Ativistas “Extinction Rebellion”,quer parar Londres em mega protesto ambiental e já está presente no Brasil

Cotidiano, Economia/Política, Fique por dentro, Utilidade Pública 8 de outubro de 2019

No começo da manhã de uma terça-feira, pedestres caminham em uma rua movimentada no centro de Londres. De repente, em um movimento coordenado, parte deles se vira em direção a um grandioso e bonito edifício construído em 1906 e começa a vandalizá-lo. É a embaixada brasileira na capital britânica.
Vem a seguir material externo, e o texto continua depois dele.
//! Actor plumbing shared by every entity in the registry tree
//!
//! Each entity runs as a tokio task draining its own mailbox. This module holds the
//! pieces that make those tasks addressable and watchable:
//! - [`ActorId`]: process-unique identity, never reused
//! - [`Lifeline`] / [`ExitWatch`]: an entity announces its exit, watchers observe it
//! - [`Monitor`]: forwards the exit of watched entities into the watcher's mailbox
//! - [`ReplyTo`]: reply target carried inside a request

use std::collections::HashMap;
use std::fmt;
use std::sync::atomic::{AtomicU64, Ordering};

use serde::Serialize;
use tokio::sync::{mpsc, oneshot, watch};
use tokio::task::AbortHandle;
use tracing::debug;

static NEXT_ACTOR_ID: AtomicU64 = AtomicU64::new(1);

/// Identity of a spawned entity
#[derive(Debug, Clone, Copy, PartialEq, Eq, Hash, PartialOrd, Ord, Serialize)]
pub struct ActorId(u64);

impl ActorId {
    /// Allocate a fresh identity
    pub fn next() -> Self {
        Self(NEXT_ACTOR_ID.fetch_add(1, Ordering::Relaxed))
    }

    pub fn as_u64(&self) -> u64 {
        self.0
    }
}

impl fmt::Display for ActorId {
    fn fmt(&self, f: &mut fmt::Formatter<'_>) -> fmt::Result {
        write!(f, "actor-{}", self.0)
    }
}

/// Held by a running entity for as long as it lives
///
/// Calling [`Lifeline::exit`] (or dropping the lifeline, e.g. on panic) wakes every
/// [`ExitWatch`] cloned from it.
#[derive(Debug)]
pub struct Lifeline {
    id: ActorId,
    tx: watch::Sender<bool>,
}

impl Lifeline {
    /// Create a lifeline and the first watch on it
    pub fn new(id: ActorId) -> (Self, ExitWatch) {
        let (tx, rx) = watch::channel(false);
        (Self { id, tx }, ExitWatch { id, rx })
    }

    pub fn id(&self) -> ActorId {
        self.id
    }

    /// Announce the exit to every watcher
    pub fn exit(&self) {
        debug!(actor = %self.id, "Lifeline::exit: called");
        self.tx.send_replace(true);
    }
}

/// Observer side of a [`Lifeline`]
#[derive(Debug, Clone)]
pub struct ExitWatch {
    id: ActorId,
    rx: watch::Receiver<bool>,
}

impl ExitWatch {
    pub fn id(&self) -> ActorId {
        self.id
    }

    /// True once the entity announced its exit or dropped its lifeline
    pub fn has_exited(&self) -> bool {
        *self.rx.borrow() || self.rx.has_changed().is_err()
    }

    /// Resolve when the entity exits
    pub async fn exited(mut self) {
        // Err means the lifeline was dropped without an announcement, which is an exit too
        let _ = self.rx.wait_for(|exited| *exited).await;
    }
}

/// Explicit liveness monitoring
///
/// Each watch spawns a small forwarding task that waits on the target's [`ExitWatch`]
/// and then pushes a typed notice into the watcher's mailbox. The mailbox is held
/// weakly so a monitor never keeps its owner alive.
pub struct Monitor<M> {
    mailbox: mpsc::WeakSender<M>,
    watches: HashMap<ActorId, AbortHandle>,
}

impl<M: Send + 'static> Monitor<M> {
    pub fn new(mailbox: &mpsc::Sender<M>) -> Self {
        Self {
            mailbox: mailbox.downgrade(),
            watches: HashMap::new(),
        }
    }

    /// Deliver `on_exit(id)` to the mailbox once the watched entity exits
    ///
    /// Watching an entity that is already watched is a no-op.
    pub fn watch<F>(&mut self, target: ExitWatch, on_exit: F)
    where
        F: FnOnce(ActorId) -> M + Send + 'static,
    {
        let id = target.id();
        if self.watches.contains_key(&id) {
            return;
        }
        debug!(actor = %id, "Monitor::watch: called");

        let mailbox = self.mailbox.clone();
        let task = tokio::spawn(async move {
            target.exited().await;
            if let Some(tx) = mailbox.upgrade() {
                let _ = tx.send(on_exit(id)).await;
            }
        });
        self.watches.insert(id, task.abort_handle());
    }

    /// Stop watching; returns false if the entity was not watched
    pub fn unwatch(&mut self, id: ActorId) -> bool {
        match self.watches.remove(&id) {
            Some(task) => {
                debug!(actor = %id, "Monitor::unwatch: called");
                task.abort();
                true
            }
            None => false,
        }
    }

    pub fn is_watching(&self, id: ActorId) -> bool {
        self.watches.contains_key(&id)
    }

    pub fn is_empty(&self) -> bool {
        self.watches.is_empty()
    }
}

impl<M> Drop for Monitor<M> {
    fn drop(&mut self) {
        for (_, task) in self.watches.drain() {
            task.abort();
        }
    }
}

/// Where a reply to a request should be delivered
#[derive(Debug)]
pub enum ReplyTo<T> {
    /// Single reply awaited by a caller
    Once(oneshot::Sender<T>),
    /// Reply folded into another entity's mailbox
    Mailbox(mpsc::Sender<T>),
}

impl<T> ReplyTo<T> {
    /// Create a one-shot reply target and the receiver awaiting it
    pub fn once() -> (Self, oneshot::Receiver<T>) {
        let (tx, rx) = oneshot::channel();
        (Self::Once(tx), rx)
    }

    /// Deliver the reply; false if nobody is listening anymore
    pub async fn send(self, msg: T) -> bool {
        match self {
            ReplyTo::Once(tx) => tx.send(msg).is_ok(),
            ReplyTo::Mailbox(tx) => tx.send(msg).await.is_ok(),
        }
    }
}

impl<T> From<oneshot::Sender<T>> for ReplyTo<T> {
    fn from(tx: oneshot::Sender<T>) -> Self {
        ReplyTo::Once(tx)
    }
}

impl<T> From<mpsc::Sender<T>> for ReplyTo<T> {
    fn from(tx: mpsc::Sender<T>) -> Self {
        ReplyTo::Mailbox(tx)
    }
}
Jogam tinta vermelha em sua fachada e escrevem palavras de ordem como “Stop Ecocide” (pare o ecocídio) nas paredes. Dois sobem em cima de um toldo, enquanto outros três usam cola nas mãos para se grudar às janelas do prédio.
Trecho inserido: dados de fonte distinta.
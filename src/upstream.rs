//! Upstream composition fetch.
//!
//! Rewrites the inbound request to the fixed content API host, preserving
//! the original path and query, appending the project identifier, and
//! attaching the API key and JSON content headers. One GET per request,
//! fixed timeout, no retries: any transport failure is converted to the
//! generic error response by the orchestrator.

use std::time::Duration;

use axum::http::{HeaderMap, StatusCode};

use crate::error::Result;

/// Fixed upstream call timeout.
pub const UPSTREAM_TIMEOUT: Duration = Duration::from_secs(5);

/// Route path whose responses are eligible for resolution.
pub const ROUTE_PATH: &str = "/api/v1/route";

/// Raw upstream response, body undecoded so pass-through stays faithful.
#[derive(Debug)]
pub struct UpstreamResponse {
    pub status: StatusCode,
    pub headers: HeaderMap,
    pub body: String,
}

impl UpstreamResponse {
    /// Whether the status is in the 2xx range.
    pub fn is_ok(&self) -> bool {
        self.status.is_success()
    }
}

/// Client for the content API.
pub struct UpstreamClient {
    client: reqwest::Client,
    host: String,
    api_key: String,
    project_id: String,
}

impl UpstreamClient {
    pub fn new(
        client: reqwest::Client,
        host: impl Into<String>,
        api_key: impl Into<String>,
        project_id: impl Into<String>,
    ) -> Self {
        Self {
            client,
            host: host.into(),
            api_key: api_key.into(),
            project_id: project_id.into(),
        }
    }

    /// Upstream URL for an inbound path-and-query string.
    pub fn url_for(&self, path_and_query: &str) -> String {
        let separator = if path_and_query.contains('?') { '&' } else { '?' };
        format!(
            "https://{}{}{}projectId={}",
            self.host, path_and_query, separator, self.project_id
        )
    }

    /// Fetch the route resource behind the inbound path and query.
    pub async fn fetch_route(&self, path_and_query: &str) -> Result<UpstreamResponse> {
        let url = self.url_for(path_and_query);
        tracing::debug!(url = %url, "fetching upstream route");

        let response = self
            .client
            .get(&url)
            .timeout(UPSTREAM_TIMEOUT)
            .header("x-api-key", &self.api_key)
            .header("Accept", "application/json")
            .header("Content-Type", "application/json")
            .header("User-Agent", concat!("edge-compose/", env!("CARGO_PKG_VERSION")))
            .send()
            .await?;

        let status = StatusCode::from_u16(response.status().as_u16())
            .unwrap_or(StatusCode::BAD_GATEWAY);
        let mut headers = HeaderMap::new();
        for (name, value) in response.headers() {
            if let (Ok(name), Ok(value)) = (
                axum::http::HeaderName::from_bytes(name.as_str().as_bytes()),
                axum::http::HeaderValue::from_bytes(value.as_bytes()),
            ) {
                headers.append(name, value);
            }
        }
        let body = response.text().await?;

        tracing::debug!(status = %status, bytes = body.len(), "upstream responded");

        Ok(UpstreamResponse {
            status,
            headers,
            body,
        })
    }
}

/// Whether an inbound path targets the resolvable route endpoint.
/// Case-insensitive, query excluded.
pub fn is_route_path(path: &str) -> bool {
    path.eq_ignore_ascii_case(ROUTE_PATH)
}

#[cfg(test)]
mod tests {
    use super::*;

    fn client() -> UpstreamClient {
        UpstreamClient::new(reqwest::Client::new(), "uniform.global", "key", "proj-1")
    }

    #[test]
    fn test_url_appends_project_id_without_query() {
        assert_eq!(
            client().url_for("/api/v1/route"),
            "https://uniform.global/api/v1/route?projectId=proj-1"
        );
    }

    #[test]
    fn test_url_appends_project_id_with_query() {
        assert_eq!(
            client().url_for("/api/v1/route?path=%2F"),
            "https://uniform.global/api/v1/route?path=%2F&projectId=proj-1"
        );
    }

    #[test]
    fn test_route_path_match_is_case_insensitive() {
        assert!(is_route_path("/api/v1/route"));
        assert!(is_route_path("/API/V1/Route"));
        assert!(!is_route_path("/api/v1/routes"));
        assert!(!is_route_path("/other"));
    }
}
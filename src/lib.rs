//! # edge-compose
//!
//! An HTTP edge proxy in front of a content-delivery API that returns page
//! compositions (trees of renderable components). The proxy fetches the
//! composition, resolves personalization and A/B-test containers into
//! concrete components against a decision engine, strips internal
//! bookkeeping from the result, and serializes it back to the client.
//! Non-composition responses pass through untouched.
//!
//! Core pieces, leaf first:
//!
//! - [`context::quirks`] — signal extraction from headers and cookies
//! - [`context::adapter`] — the per-request decision context
//! - [`composition::resolver`] — the tree resolution engine
//! - [`server`] — the request orchestrator

pub mod composition;
pub mod config;
pub mod context;
pub mod error;
pub mod profile;
pub mod server;
pub mod upstream;

pub use composition::{CompositionNode, CompositionRoute, TreeResolver};
pub use context::{DecisionContext, DecisionEngine, ScoringEngine, SignalManifest};
pub use error::{Error, Result};

/// Crate version.
pub const VERSION: &str = env!("CARGO_PKG_VERSION");
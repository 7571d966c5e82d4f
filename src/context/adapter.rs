//! Per-request decision context.
//!
//! [`DecisionContext`] wraps a [`DecisionEngine`] for the lifetime of one
//! request: it seeds visitor state from the round-trip tokens, folds in the
//! extracted quirks, and exposes the two decision operations the tree
//! resolver calls. Consent is enabled by default; there is no consent-gating
//! flow at this layer.
//!
//! Quirks must be applied before the first decision call — scoring reads
//! the just-applied quirks. The type makes this hard to get wrong:
//! construction takes the quirks up front.

use std::sync::Arc;

use crate::composition::node::{ComponentParameter, CompositionNode};
use crate::context::engine::{
    DecisionEngine, PersonalizeOutcome, PersonalizeRequest, TestRequest, VisitorState,
};
use crate::context::quirks::{Quirks, SessionTokens};

/// What a missing `count` parameter means on a personalization container.
///
/// Historical deployments disagreed: one treated absence as "take exactly
/// one", another as "take every matching variation". Both are supported;
/// the crate default is [`MissingCountPolicy::One`].
#[derive(Debug, Clone, Copy, PartialEq, Eq, Default)]
pub enum MissingCountPolicy {
    /// Absent `count` requests exactly one winner.
    #[default]
    One,
    /// Absent `count` requests every matching variation.
    All,
}

/// Per-request wrapper over the decision engine.
pub struct DecisionContext {
    engine: Arc<dyn DecisionEngine>,
    state: VisitorState,
}

impl DecisionContext {
    /// Initialize a context from prior tokens, then apply the request's
    /// quirks so subsequent decisions see them.
    pub fn initialize(
        engine: Arc<dyn DecisionEngine>,
        tokens: &SessionTokens,
        quirks: &Quirks,
    ) -> Self {
        let mut state = engine.initialize(tokens.session.as_deref(), tokens.quirk.as_deref());
        engine.apply_quirks(&mut state, quirks);
        Self { engine, state }
    }

    /// Fold additional quirks into the state.
    pub fn apply_quirks(&mut self, quirks: &Quirks) {
        self.engine.apply_quirks(&mut self.state, quirks);
    }

    /// Current visitor state, for diagnostics.
    pub fn state(&self) -> &VisitorState {
        &self.state
    }

    /// Choose winning personalization variants.
    pub fn personalize(
        &self,
        name: &str,
        variations: Vec<CompositionNode>,
        take: usize,
        algorithm: Option<&str>,
    ) -> PersonalizeOutcome {
        self.engine.personalize(
            &self.state,
            PersonalizeRequest {
                name,
                variations,
                take,
                algorithm,
            },
        )
    }

    /// Choose at most one test variant.
    pub fn test(&self, name: &str, variations: Vec<CompositionNode>) -> Option<CompositionNode> {
        self.engine.test(&self.state, TestRequest { name, variations })
    }
}

/// Resolve a container's `count` parameter into a take limit.
///
/// The policy, reproduced exactly:
/// - absent → 1 under [`MissingCountPolicy::One`], `available` under
///   [`MissingCountPolicy::All`];
/// - numeric string → parsed integer; parse failure → 1;
/// - number → used verbatim, except `0` falls back to 1 (falsy coalescing,
///   a deliberate historical behavior) and negatives clamp to 0;
/// - any other type → 1.
pub fn parse_take(
    count: Option<&ComponentParameter>,
    policy: MissingCountPolicy,
    available: usize,
) -> usize {
    let Some(count) = count else {
        return match policy {
            MissingCountPolicy::One => 1,
            MissingCountPolicy::All => available,
        };
    };

    match &count.value {
        serde_json::Value::String(s) => match s.trim().parse::<i64>() {
            Ok(n) => n.max(0) as usize,
            Err(_) => 1,
        },
        serde_json::Value::Number(n) => match n.as_i64() {
            Some(0) | None => 1,
            Some(n) => n.max(0) as usize,
        },
        _ => 1,
    }
}

#[cfg(test)]
mod tests {
    use super::*;
    use serde_json::{json, Value};

    fn count(value: Value) -> ComponentParameter {
        ComponentParameter {
            param_type: "number".to_string(),
            value,
        }
    }

    #[test]
    fn test_absent_count_policy_one() {
        assert_eq!(parse_take(None, MissingCountPolicy::One, 5), 1);
    }

    #[test]
    fn test_absent_count_policy_all() {
        assert_eq!(parse_take(None, MissingCountPolicy::All, 5), 5);
    }

    #[test]
    fn test_numeric_string_parses() {
        assert_eq!(parse_take(Some(&count(json!("3"))), MissingCountPolicy::One, 5), 3);
        assert_eq!(parse_take(Some(&count(json!(" 2 "))), MissingCountPolicy::One, 5), 2);
    }

    #[test]
    fn test_unparseable_string_falls_back_to_one() {
        assert_eq!(parse_take(Some(&count(json!("lots"))), MissingCountPolicy::One, 5), 1);
        assert_eq!(parse_take(Some(&count(json!(""))), MissingCountPolicy::All, 5), 1);
    }

    #[test]
    fn test_number_used_verbatim() {
        assert_eq!(parse_take(Some(&count(json!(4))), MissingCountPolicy::One, 5), 4);
    }

    #[test]
    fn test_numeric_zero_falsy_coalesces_to_one() {
        assert_eq!(parse_take(Some(&count(json!(0))), MissingCountPolicy::One, 5), 1);
        assert_eq!(parse_take(Some(&count(json!(0))), MissingCountPolicy::All, 5), 1);
    }

    #[test]
    fn test_other_types_default_to_one() {
        assert_eq!(parse_take(Some(&count(json!(true))), MissingCountPolicy::One, 5), 1);
        assert_eq!(parse_take(Some(&count(json!({ "n": 3 }))), MissingCountPolicy::One, 5), 1);
        assert_eq!(parse_take(Some(&count(json!(null))), MissingCountPolicy::One, 5), 1);
    }

    #[test]
    fn test_negative_number_clamps_to_zero() {
        assert_eq!(parse_take(Some(&count(json!(-2))), MissingCountPolicy::One, 5), 0);
    }
}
Todos eles, jovens e uma mulher idosa, fazem parte do Extinction Rebellion ou (XR na sigla adotada), movimento de ativismo ambiental que nasceu em outubro do ano passado no Reino Unido e que, agora ao completar um ano, quer parar Londres novamente. O grupo planeja ocupar três espaços notórios e movimentados no centro da capital britânica: a Trafalgar Square (na área onde fica a embaixada brasileira), a ponte Westminster e o The Mall, uma avenida importante que liga o Palácio de Buckingham à praça Trafalgar e por onde monarcas e chefes de Estado transitam em ceremonial quando visitam o Reino Unido.
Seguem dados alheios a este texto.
//! Preflight Check System
//!
//! Verifies configuration and collaborators before the engine starts serving:
//! completion credentials, endpoint URL, database, and knowledge base
//! integrity. No assumptions - everything is verified.

use crate::analysis::KnowledgeBase;
use crate::database;
use crate::engine::EngineConfig;
use serde::{Deserialize, Serialize};
use std::collections::HashSet;
use tracing::{info, warn};
use url::Url;

/// Result of a single check
#[derive(Debug, Clone, Serialize, Deserialize)]
pub struct CheckResult {
    pub name: String,
    pub passed: bool,
    pub message: String,
    pub details: Option<String>,
}

impl CheckResult {
    fn pass(name: &str, message: &str) -> Self {
        Self {
            name: name.to_string(),
            passed: true,
            message: message.to_string(),
            details: None,
        }
    }

    fn fail(name: &str, message: &str, details: Option<String>) -> Self {
        Self {
            name: name.to_string(),
            passed: false,
            message: message.to_string(),
            details,
        }
    }
}

/// Complete preflight check report
#[derive(Debug, Clone, Serialize, Deserialize)]
pub struct PreflightReport {
    pub all_passed: bool,
    pub checks: Vec<CheckResult>,
    pub summary: String,
}

/// Performs all preflight checks and returns a comprehensive report.
pub async fn run_preflight_checks(config: &EngineConfig) -> PreflightReport {
    info!("Running preflight checks");

    let mut checks = Vec::new();

    checks.push(check_credentials(config));
    checks.push(check_endpoint(config));
    checks.push(check_database(config).await);
    checks.push(check_knowledge_base());

    let all_passed = checks.iter().all(|c| c.passed);

    let summary = if all_passed {
        "All checks passed. Engine ready.".to_string()
    } else {
        let failed: Vec<String> = checks
            .iter()
            .filter(|c| !c.passed)
            .map(|c| c.name.clone())
            .collect();
        format!("Checks failed: {}", failed.join(", "))
    };

    if !all_passed {
        warn!("{}", summary);
    }

    PreflightReport {
        all_passed,
        checks,
        summary,
    }
}

fn check_credentials(config: &EngineConfig) -> CheckResult {
    if config.api_key.trim().is_empty() {
        CheckResult::fail(
            "credentials",
            "Completion service credential is missing",
            Some("Set OPENAI_API_KEY in the environment or .env file".to_string()),
        )
    } else {
        CheckResult::pass("credentials", "Completion service credential present")
    }
}

fn check_endpoint(config: &EngineConfig) -> CheckResult {
    match Url::parse(&config.base_url) {
        Ok(url) if url.scheme() == "http" || url.scheme() == "https" => {
            CheckResult::pass("endpoint", "Completion endpoint URL is valid")
        }
        Ok(url) => CheckResult::fail(
            "endpoint",
            "Completion endpoint URL has an unsupported scheme",
            Some(format!("Scheme: {}", url.scheme())),
        ),
        Err(e) => CheckResult::fail(
            "endpoint",
            "Completion endpoint URL does not parse",
            Some(e.to_string()),
        ),
    }
}

async fn check_database(config: &EngineConfig) -> CheckResult {
    match database::init_db(config.database_url.as_deref()).await {
        Ok(pool) => {
            pool.close().await;
            CheckResult::pass("database", "Database reachable and schema ensured")
        }
        Err(e) => CheckResult::fail(
            "database",
            "Database initialization failed",
            Some(e.to_string()),
        ),
    }
}

fn check_knowledge_base() -> CheckResult {
    let kb = KnowledgeBase::new();

    if kb.is_empty() {
        return CheckResult::fail("knowledge_base", "Knowledge base is empty", None);
    }

    let mut seen = HashSet::new();
    for entry in kb.entries() {
        if entry.topic.is_empty() || entry.topic != entry.topic.to_lowercase() {
            return CheckResult::fail(
                "knowledge_base",
                "Knowledge base topic keys must be non-empty lowercase",
                Some(format!("Offending topic: {:?}", entry.topic)),
            );
        }
        if !seen.insert(entry.topic) {
            return CheckResult::fail(
                "knowledge_base",
                "Knowledge base contains a duplicate topic",
                Some(format!("Duplicate topic: {:?}", entry.topic)),
            );
        }
        if entry.controls.is_empty() {
            return CheckResult::fail(
                "knowledge_base",
                "Knowledge base topic has no prevention controls",
                Some(format!("Topic: {:?}", entry.topic)),
            );
        }
    }

    CheckResult::pass(
        "knowledge_base",
        &format!("Knowledge base loaded with {} topics", kb.len()),
    )
}
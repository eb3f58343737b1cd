//! # CyberShield Backend Engine
//!
//! Reply generation core for the CyberShield security assistant. A web
//! transport layer links against this crate and drives [`ChatEngine`]: given
//! a conversation id and the latest user text, the engine scores the message
//! for risk, answers from the static knowledge base when a topic matches,
//! and otherwise consults the remote completion service, persisting both
//! turns of the exchange.
//!
//! Routing, authentication, and rendering live in the host application; this
//! crate performs no side effects beyond its own database and the completion
//! service call.

pub mod actors;
pub mod analysis;
pub mod database;
pub mod engine;
pub mod error;
pub mod models;
pub mod preflight;
pub mod rate_limiter;
pub mod telemetry;

#[cfg(test)]
mod tests;

pub use engine::{ChatEngine, EngineConfig};
pub use error::AppError;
“Extinction” significa extinção e, “rebellion”, rebelião. Membros do grupo, que se identificam como “rebels” (rebeldes) dizem querer promover uma rebelião contra a extinção das espécies, inclusive a humana, algo que, afirmam, vai acontecer se nada for feito agora por nossos representantes políticos para impedir a mudança climática.

No Brasil, já existe um grupo organizando uma versão brasileira do Extinction Rebellion, que será chamada de “Rebelião ou Extinção”. Nesta semana, também planejam ações, embora não tenham anunciado quais.